use std::sync::Arc;

use serde::Serialize;
use serde_json::Value;
use thiserror::Error;
use time::OffsetDateTime;
use tracing::info;

use crate::application::auth::AdminPrincipal;
use crate::cache::{ResolvedSettings, SettingsCache, SettingsSource};
use crate::domain::error::DomainError;
use crate::domain::site_config::{Document, SiteConfig, merge, set_path};

use super::adapter::{FetchOutcome, SaveError, SettingsAdapter, StoredSettings};
use super::validation::validate_effective;

const TARGET: &str = "vitrine::settings::service";

#[derive(Debug, Error)]
pub enum SettingsError {
    #[error("Not authenticated")]
    Unauthorized,
    #[error(transparent)]
    Validation(#[from] DomainError),
    #[error("Settings already exist in database")]
    AlreadyInitialized,
    #[error("Database table not found. Please run database setup first.")]
    StoreUnavailable,
    #[error("{0}")]
    Transient(String),
}

impl From<SaveError> for SettingsError {
    fn from(err: SaveError) -> Self {
        match err {
            SaveError::Unauthorized => SettingsError::Unauthorized,
            SaveError::StoreUnavailable => SettingsError::StoreUnavailable,
            SaveError::Transient(message) => SettingsError::Transient(message),
        }
    }
}

/// Admin-facing view of where the effective settings come from.
#[derive(Debug, Clone, Serialize)]
#[serde(rename_all = "camelCase")]
pub struct SettingsStatus {
    pub source: SettingsSource,
    pub store_unavailable: bool,
    pub setup_required: bool,
    #[serde(skip_serializing_if = "Option::is_none")]
    pub error: Option<String>,
    #[serde(
        with = "time::serde::rfc3339::option",
        skip_serializing_if = "Option::is_none"
    )]
    pub updated_at: Option<OffsetDateTime>,
    #[serde(skip_serializing_if = "Option::is_none")]
    pub updated_by: Option<String>,
}

impl SettingsStatus {
    fn from_outcome(outcome: FetchOutcome) -> Self {
        let mut status = Self {
            source: SettingsSource::Defaults,
            store_unavailable: false,
            setup_required: false,
            error: None,
            updated_at: None,
            updated_by: None,
        };
        match outcome {
            FetchOutcome::Found(stored) => {
                status.source = SettingsSource::Database;
                status.updated_at = Some(stored.updated_at);
                status.updated_by = stored.updated_by;
            }
            FetchOutcome::NotYetConfigured => {}
            FetchOutcome::StoreUnavailable => {
                status.store_unavailable = true;
                status.setup_required = true;
            }
            FetchOutcome::Transient(message) => status.error = Some(message),
        }
        status
    }
}

#[derive(Clone)]
pub struct SiteSettingsService {
    adapter: Arc<SettingsAdapter>,
    cache: Arc<SettingsCache>,
}

impl SiteSettingsService {
    pub fn new(adapter: Arc<SettingsAdapter>, cache: Arc<SettingsCache>) -> Self {
        Self { adapter, cache }
    }

    /// Synchronous read of whatever the cache holds right now.
    pub fn effective(&self) -> Arc<Document> {
        self.cache.get()
    }

    pub async fn resolve(&self) -> Arc<Document> {
        self.cache.load().await
    }

    /// Effective document together with where it came from.
    pub async fn resolved(&self) -> Arc<ResolvedSettings> {
        self.cache.resolve().await
    }

    pub async fn source(&self) -> SettingsSource {
        self.resolved().await.source
    }

    pub async fn site_config(&self) -> SiteConfig {
        let document = self.resolve().await;
        SiteConfig::from_document(&*document)
    }

    /// Reads the store directly so admins see the state as of now.
    pub async fn status(&self) -> SettingsStatus {
        SettingsStatus::from_outcome(self.adapter.fetch().await)
    }

    pub async fn save(
        &self,
        principal: Option<&AdminPrincipal>,
        document: Document,
    ) -> Result<StoredSettings, SettingsError> {
        if principal.is_none() {
            return Err(SettingsError::Unauthorized);
        }
        validate_effective(&merge(&self.cache.defaults(), &document))?;

        let stored = self.adapter.save(principal, document).await?;
        self.cache.reload().await;
        Ok(stored)
    }

    /// Set one value inside the effective document and save the result.
    pub async fn update_path(
        &self,
        principal: Option<&AdminPrincipal>,
        path: &[String],
        value: Value,
    ) -> Result<StoredSettings, SettingsError> {
        if principal.is_none() {
            return Err(SettingsError::Unauthorized);
        }
        let mut document = (*self.resolve().await).clone();
        set_path(&mut document, path, value)?;
        self.save(principal, document).await
    }

    /// Persist the defaults as the first override.
    pub async fn initialize(
        &self,
        principal: Option<&AdminPrincipal>,
    ) -> Result<StoredSettings, SettingsError> {
        if principal.is_none() {
            return Err(SettingsError::Unauthorized);
        }
        match self.adapter.fetch().await {
            FetchOutcome::Found(_) => return Err(SettingsError::AlreadyInitialized),
            FetchOutcome::StoreUnavailable => return Err(SettingsError::StoreUnavailable),
            FetchOutcome::Transient(message) => return Err(SettingsError::Transient(message)),
            FetchOutcome::NotYetConfigured => {}
        }

        let stored = self
            .save(principal, (*self.cache.defaults()).clone())
            .await?;
        info!(target = TARGET, "Settings initialized from defaults");
        Ok(stored)
    }

    pub async fn reload(&self) -> Arc<Document> {
        self.cache.reload().await
    }
}

#[cfg(test)]
mod tests {
    use serde_json::json;

    use super::*;
    use crate::domain::site_config::{defaults, document_from_value};
    use crate::infra::memory::MemoryStore;

    fn service(store: Arc<MemoryStore>) -> SiteSettingsService {
        let adapter = Arc::new(SettingsAdapter::new(store));
        let cache = Arc::new(SettingsCache::new(adapter.clone()));
        SiteSettingsService::new(adapter, cache)
    }

    fn admin() -> AdminPrincipal {
        AdminPrincipal {
            user_id: "admin-1".into(),
            email: Some("admin@example.com".into()),
            name: None,
        }
    }

    fn doc(value: Value) -> Document {
        document_from_value(value).expect("object")
    }

    #[tokio::test]
    async fn save_refreshes_effective_document() {
        let store = Arc::new(MemoryStore::new());
        let service = service(store);
        service.resolve().await;

        service
            .save(Some(&admin()), doc(json!({"contact": {"phone": "+1 555 0100"}})))
            .await
            .expect("save");

        let effective = service.effective();
        assert_eq!(effective["contact"]["phone"], "+1 555 0100");
        assert_eq!(effective["contact"]["email"], defaults()["contact"]["email"]);
        assert_eq!(service.source().await, SettingsSource::Database);
    }

    #[tokio::test]
    async fn site_config_view_reflects_override() {
        let service = service(Arc::new(MemoryStore::new()));
        assert_eq!(service.site_config().await.company.name, "SOF for Software");

        service
            .save(Some(&admin()), doc(json!({"company": {"name": "Acme"}})))
            .await
            .expect("save");

        let site = service.site_config().await;
        assert_eq!(site.company.name, "Acme");
        assert_eq!(site.company.name_short, "SOF");
    }

    #[tokio::test]
    async fn invalid_email_is_rejected_without_store_io() {
        let store = Arc::new(MemoryStore::new());
        let service = service(store.clone());

        let err = service
            .save(Some(&admin()), doc(json!({"contact": {"email": "not-an-email"}})))
            .await
            .expect_err("invalid email");

        assert!(matches!(err, SettingsError::Validation(_)));
        assert_eq!(store.settings_operations(), 0);
    }

    #[tokio::test]
    async fn anonymous_save_is_unauthorized() {
        let store = Arc::new(MemoryStore::new());
        let service = service(store.clone());

        let err = service
            .save(None, doc(json!({})))
            .await
            .expect_err("anonymous");

        assert!(matches!(err, SettingsError::Unauthorized));
        assert_eq!(store.settings_operations(), 0);
    }

    #[tokio::test]
    async fn update_path_sets_nested_value() {
        let store = Arc::new(MemoryStore::new());
        let service = service(store);

        service
            .update_path(
                Some(&admin()),
                &["home".to_string(), "stats".to_string(), "0".to_string(), "value".to_string()],
                json!("99+"),
            )
            .await
            .expect("update");

        assert_eq!(service.effective()["home"]["stats"][0]["value"], "99+");
    }

    #[tokio::test]
    async fn update_path_rejects_empty_path() {
        let service = service(Arc::new(MemoryStore::new()));

        let err = service
            .update_path(Some(&admin()), &[], json!(1))
            .await
            .expect_err("empty path");

        assert!(matches!(err, SettingsError::Validation(_)));
    }

    #[tokio::test]
    async fn initialize_only_once() {
        let service = service(Arc::new(MemoryStore::new()));

        let stored = service.initialize(Some(&admin())).await.expect("first");
        assert_eq!(stored.document, *defaults());

        let err = service
            .initialize(Some(&admin()))
            .await
            .expect_err("second");
        assert_eq!(err.to_string(), "Settings already exist in database");
    }

    #[tokio::test]
    async fn status_reports_missing_table() {
        let service = service(Arc::new(MemoryStore::without_settings_table()));

        let status = service.status().await;

        assert!(status.store_unavailable);
        assert!(status.setup_required);
        assert_eq!(status.source, SettingsSource::Defaults);

        let err = service
            .save(Some(&admin()), doc(json!({})))
            .await
            .expect_err("no table");
        assert!(matches!(err, SettingsError::StoreUnavailable));
    }
}
//! Vitrine: marketing site backend, admin content portal and layered
//! site-configuration store.

pub mod application;
pub mod cache;
pub mod config;
pub mod domain;
pub mod infra;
########################################
The last part of the records is the answer, beginning at the line that holds "assert_eq!(status.source, SettingsSource::Defaults);" and including the final line, repeated exactly.

# Exercise result
        assert_eq!(status.source, SettingsSource::Defaults);

        let err = service
            .save(Some(&admin()), doc(json!({})))
            .await
            .expect_err("no table");
        assert!(matches!(err, SettingsError::StoreUnavailable));
    }
}
//! Vitrine: marketing site backend, admin content portal and layered
//! site-configuration store.

pub mod application;
pub mod cache;
pub mod config;
pub mod domain;
pub mod infra;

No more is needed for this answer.